ACTIVITY:
Pick every line from the data that holds the word "EntityDescriptor".

Stored entries:

----

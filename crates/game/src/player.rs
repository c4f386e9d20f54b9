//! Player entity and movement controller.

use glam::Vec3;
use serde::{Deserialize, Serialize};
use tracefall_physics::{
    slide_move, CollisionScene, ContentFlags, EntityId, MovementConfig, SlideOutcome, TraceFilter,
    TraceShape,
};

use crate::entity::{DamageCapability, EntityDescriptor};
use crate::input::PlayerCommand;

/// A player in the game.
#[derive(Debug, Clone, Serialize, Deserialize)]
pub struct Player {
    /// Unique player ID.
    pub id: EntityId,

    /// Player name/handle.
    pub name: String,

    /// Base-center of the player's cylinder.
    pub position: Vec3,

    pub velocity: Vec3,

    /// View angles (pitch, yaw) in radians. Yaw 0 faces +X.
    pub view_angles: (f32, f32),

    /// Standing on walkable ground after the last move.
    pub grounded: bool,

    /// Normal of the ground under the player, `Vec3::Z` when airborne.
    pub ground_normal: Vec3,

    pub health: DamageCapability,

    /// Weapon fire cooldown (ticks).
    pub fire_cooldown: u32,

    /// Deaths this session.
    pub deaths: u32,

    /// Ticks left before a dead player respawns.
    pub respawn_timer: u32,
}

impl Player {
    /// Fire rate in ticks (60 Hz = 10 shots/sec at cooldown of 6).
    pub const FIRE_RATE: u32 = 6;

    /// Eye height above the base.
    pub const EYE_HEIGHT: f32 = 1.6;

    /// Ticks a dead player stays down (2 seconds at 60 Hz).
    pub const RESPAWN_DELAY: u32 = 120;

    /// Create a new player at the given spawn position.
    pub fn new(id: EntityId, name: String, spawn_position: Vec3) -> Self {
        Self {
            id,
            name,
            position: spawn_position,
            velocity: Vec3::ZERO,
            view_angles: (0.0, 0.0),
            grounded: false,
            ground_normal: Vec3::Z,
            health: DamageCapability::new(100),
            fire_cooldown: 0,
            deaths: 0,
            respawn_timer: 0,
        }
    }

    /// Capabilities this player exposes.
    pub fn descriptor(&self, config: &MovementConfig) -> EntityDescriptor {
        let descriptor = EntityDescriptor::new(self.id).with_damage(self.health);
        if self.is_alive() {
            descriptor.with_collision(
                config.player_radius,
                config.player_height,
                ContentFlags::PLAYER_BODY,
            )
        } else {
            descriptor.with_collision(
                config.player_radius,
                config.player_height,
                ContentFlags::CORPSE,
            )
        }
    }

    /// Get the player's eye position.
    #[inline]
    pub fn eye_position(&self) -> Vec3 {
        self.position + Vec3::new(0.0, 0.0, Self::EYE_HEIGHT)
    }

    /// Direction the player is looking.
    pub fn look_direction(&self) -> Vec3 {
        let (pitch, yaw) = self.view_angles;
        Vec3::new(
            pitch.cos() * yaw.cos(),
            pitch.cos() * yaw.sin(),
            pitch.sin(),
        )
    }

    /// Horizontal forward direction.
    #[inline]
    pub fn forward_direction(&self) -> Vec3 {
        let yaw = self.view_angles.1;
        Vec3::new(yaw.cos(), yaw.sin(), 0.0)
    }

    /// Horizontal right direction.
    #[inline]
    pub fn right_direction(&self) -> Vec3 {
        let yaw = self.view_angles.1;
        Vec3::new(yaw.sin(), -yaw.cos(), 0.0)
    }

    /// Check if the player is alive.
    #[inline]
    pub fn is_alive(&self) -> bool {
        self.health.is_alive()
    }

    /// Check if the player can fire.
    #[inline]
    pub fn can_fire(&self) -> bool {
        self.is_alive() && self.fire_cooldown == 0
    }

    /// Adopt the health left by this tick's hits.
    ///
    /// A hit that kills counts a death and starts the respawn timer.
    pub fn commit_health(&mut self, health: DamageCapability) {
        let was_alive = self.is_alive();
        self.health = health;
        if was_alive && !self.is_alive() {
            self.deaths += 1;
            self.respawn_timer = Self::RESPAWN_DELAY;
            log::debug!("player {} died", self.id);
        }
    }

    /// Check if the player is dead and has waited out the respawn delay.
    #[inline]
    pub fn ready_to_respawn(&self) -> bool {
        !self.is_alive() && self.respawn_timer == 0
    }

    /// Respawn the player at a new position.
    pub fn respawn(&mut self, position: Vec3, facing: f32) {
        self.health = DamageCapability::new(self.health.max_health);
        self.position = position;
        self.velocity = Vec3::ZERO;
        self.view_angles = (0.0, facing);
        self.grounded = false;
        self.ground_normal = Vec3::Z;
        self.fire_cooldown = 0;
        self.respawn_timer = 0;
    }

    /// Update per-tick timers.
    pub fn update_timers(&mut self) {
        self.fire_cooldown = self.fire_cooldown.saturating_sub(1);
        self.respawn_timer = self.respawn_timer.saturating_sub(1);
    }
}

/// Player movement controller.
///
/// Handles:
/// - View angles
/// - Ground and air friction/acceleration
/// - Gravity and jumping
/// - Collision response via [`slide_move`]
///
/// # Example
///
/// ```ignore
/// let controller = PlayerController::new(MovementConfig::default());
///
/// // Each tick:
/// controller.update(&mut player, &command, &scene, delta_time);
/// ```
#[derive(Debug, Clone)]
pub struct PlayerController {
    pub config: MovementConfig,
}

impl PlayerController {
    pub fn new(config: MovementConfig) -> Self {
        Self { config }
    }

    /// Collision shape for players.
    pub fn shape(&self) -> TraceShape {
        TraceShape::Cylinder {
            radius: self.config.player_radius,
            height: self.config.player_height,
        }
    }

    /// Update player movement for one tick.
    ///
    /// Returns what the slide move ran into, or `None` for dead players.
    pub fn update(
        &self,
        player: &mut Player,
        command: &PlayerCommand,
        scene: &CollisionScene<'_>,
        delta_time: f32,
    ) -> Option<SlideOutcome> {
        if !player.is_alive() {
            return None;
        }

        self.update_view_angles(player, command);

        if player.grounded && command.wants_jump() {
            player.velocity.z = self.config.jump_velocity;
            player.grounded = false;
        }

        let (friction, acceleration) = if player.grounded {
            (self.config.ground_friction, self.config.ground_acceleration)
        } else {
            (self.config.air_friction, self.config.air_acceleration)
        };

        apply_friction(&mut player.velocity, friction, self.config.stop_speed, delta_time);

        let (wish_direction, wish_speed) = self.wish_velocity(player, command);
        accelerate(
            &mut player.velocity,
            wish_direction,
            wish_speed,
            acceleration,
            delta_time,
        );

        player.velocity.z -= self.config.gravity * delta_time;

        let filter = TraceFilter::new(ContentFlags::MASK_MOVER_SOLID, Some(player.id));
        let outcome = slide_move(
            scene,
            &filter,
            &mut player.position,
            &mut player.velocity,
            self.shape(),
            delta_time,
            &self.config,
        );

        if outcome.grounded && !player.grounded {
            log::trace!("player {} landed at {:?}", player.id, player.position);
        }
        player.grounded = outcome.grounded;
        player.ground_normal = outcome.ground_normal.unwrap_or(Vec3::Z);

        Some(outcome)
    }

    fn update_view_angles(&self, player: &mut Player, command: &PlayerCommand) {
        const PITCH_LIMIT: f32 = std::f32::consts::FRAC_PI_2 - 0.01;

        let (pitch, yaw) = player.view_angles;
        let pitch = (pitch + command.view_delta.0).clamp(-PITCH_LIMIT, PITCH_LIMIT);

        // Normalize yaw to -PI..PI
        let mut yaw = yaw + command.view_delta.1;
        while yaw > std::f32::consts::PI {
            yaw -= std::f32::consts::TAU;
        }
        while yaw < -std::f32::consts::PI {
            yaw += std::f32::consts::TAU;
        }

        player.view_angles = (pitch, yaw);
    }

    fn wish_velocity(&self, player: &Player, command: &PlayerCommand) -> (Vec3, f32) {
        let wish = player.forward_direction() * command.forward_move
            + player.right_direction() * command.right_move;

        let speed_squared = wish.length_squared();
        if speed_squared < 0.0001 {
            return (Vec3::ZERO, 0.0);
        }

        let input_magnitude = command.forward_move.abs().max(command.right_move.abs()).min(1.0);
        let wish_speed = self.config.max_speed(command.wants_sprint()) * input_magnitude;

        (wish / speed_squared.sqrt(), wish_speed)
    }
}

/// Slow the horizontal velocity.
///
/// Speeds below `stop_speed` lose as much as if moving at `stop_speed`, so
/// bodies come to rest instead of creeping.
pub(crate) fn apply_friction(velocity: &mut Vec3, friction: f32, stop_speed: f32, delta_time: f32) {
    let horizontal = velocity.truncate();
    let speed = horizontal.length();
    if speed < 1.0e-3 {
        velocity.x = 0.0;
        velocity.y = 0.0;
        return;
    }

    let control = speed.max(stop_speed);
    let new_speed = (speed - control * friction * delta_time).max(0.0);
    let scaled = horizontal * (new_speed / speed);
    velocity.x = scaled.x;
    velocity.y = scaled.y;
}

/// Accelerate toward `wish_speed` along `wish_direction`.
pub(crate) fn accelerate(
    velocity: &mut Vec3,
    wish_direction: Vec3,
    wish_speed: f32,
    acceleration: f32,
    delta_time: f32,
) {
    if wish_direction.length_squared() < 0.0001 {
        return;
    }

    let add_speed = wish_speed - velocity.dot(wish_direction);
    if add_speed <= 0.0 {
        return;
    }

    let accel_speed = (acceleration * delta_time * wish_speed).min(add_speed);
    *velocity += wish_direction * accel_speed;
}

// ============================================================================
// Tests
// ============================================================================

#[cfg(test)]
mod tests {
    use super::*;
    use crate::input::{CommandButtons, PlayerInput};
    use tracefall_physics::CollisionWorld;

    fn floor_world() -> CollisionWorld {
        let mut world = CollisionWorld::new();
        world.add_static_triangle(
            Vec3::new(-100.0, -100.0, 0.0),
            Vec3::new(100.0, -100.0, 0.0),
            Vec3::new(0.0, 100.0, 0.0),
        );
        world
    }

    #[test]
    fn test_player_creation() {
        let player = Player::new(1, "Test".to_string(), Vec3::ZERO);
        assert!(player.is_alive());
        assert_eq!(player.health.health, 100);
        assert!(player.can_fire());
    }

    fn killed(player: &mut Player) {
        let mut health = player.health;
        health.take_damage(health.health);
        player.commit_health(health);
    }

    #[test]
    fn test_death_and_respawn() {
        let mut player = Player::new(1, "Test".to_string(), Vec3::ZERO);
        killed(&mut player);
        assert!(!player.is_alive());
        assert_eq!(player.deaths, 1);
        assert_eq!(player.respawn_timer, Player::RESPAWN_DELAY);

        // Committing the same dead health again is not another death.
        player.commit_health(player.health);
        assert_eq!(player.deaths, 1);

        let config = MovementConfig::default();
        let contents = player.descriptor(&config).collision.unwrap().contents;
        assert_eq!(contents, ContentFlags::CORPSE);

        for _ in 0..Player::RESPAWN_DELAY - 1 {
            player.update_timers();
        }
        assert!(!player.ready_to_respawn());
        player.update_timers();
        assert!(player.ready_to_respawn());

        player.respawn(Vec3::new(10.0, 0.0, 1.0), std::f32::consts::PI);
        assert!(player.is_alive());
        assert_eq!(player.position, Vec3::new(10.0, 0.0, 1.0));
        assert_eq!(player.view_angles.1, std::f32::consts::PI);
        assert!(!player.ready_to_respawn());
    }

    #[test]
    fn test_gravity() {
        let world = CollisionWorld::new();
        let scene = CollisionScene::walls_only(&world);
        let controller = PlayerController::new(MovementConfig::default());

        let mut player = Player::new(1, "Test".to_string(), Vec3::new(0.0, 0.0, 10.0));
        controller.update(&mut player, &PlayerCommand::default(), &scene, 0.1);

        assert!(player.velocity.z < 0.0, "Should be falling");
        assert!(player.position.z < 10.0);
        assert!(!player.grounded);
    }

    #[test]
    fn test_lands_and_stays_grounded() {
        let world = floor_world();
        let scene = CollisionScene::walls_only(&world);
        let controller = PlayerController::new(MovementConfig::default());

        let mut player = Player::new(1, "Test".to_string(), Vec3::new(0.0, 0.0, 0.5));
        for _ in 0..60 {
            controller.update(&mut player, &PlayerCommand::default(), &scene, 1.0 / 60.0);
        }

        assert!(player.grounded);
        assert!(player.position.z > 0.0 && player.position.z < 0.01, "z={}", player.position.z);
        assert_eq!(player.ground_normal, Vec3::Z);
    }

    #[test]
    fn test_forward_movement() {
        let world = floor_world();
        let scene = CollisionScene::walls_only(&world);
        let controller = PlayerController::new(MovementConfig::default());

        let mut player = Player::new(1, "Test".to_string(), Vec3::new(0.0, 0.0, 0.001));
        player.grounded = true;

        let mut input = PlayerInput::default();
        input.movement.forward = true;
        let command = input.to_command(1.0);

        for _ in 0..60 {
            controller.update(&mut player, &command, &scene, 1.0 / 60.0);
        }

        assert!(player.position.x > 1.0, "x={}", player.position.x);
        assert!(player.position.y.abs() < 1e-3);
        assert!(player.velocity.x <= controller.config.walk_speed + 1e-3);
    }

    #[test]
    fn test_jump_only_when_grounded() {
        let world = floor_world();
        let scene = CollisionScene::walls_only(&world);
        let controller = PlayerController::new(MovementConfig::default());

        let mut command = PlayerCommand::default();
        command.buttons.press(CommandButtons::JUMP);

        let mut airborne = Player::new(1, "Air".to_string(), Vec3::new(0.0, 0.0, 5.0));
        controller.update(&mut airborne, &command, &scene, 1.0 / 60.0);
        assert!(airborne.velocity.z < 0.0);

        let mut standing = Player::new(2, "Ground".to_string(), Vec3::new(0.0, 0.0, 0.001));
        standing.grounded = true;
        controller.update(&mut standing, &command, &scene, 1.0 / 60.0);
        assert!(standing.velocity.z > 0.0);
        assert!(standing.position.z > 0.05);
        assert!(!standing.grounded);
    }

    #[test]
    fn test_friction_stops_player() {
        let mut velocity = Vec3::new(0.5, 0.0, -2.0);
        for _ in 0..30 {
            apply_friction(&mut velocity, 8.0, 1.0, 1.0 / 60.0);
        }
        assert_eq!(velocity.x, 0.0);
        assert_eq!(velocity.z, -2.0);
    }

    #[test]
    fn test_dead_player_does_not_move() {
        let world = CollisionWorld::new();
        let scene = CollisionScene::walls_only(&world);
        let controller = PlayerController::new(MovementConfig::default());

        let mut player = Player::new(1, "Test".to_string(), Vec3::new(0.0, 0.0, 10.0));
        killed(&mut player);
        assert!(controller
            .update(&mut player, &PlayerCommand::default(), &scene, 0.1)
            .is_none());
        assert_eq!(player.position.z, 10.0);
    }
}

----

TASK RESULT:
use crate::entity::{DamageCapability, EntityDescriptor};
    pub fn descriptor(&self, config: &MovementConfig) -> EntityDescriptor {
        let descriptor = EntityDescriptor::new(self.id).with_damage(self.health);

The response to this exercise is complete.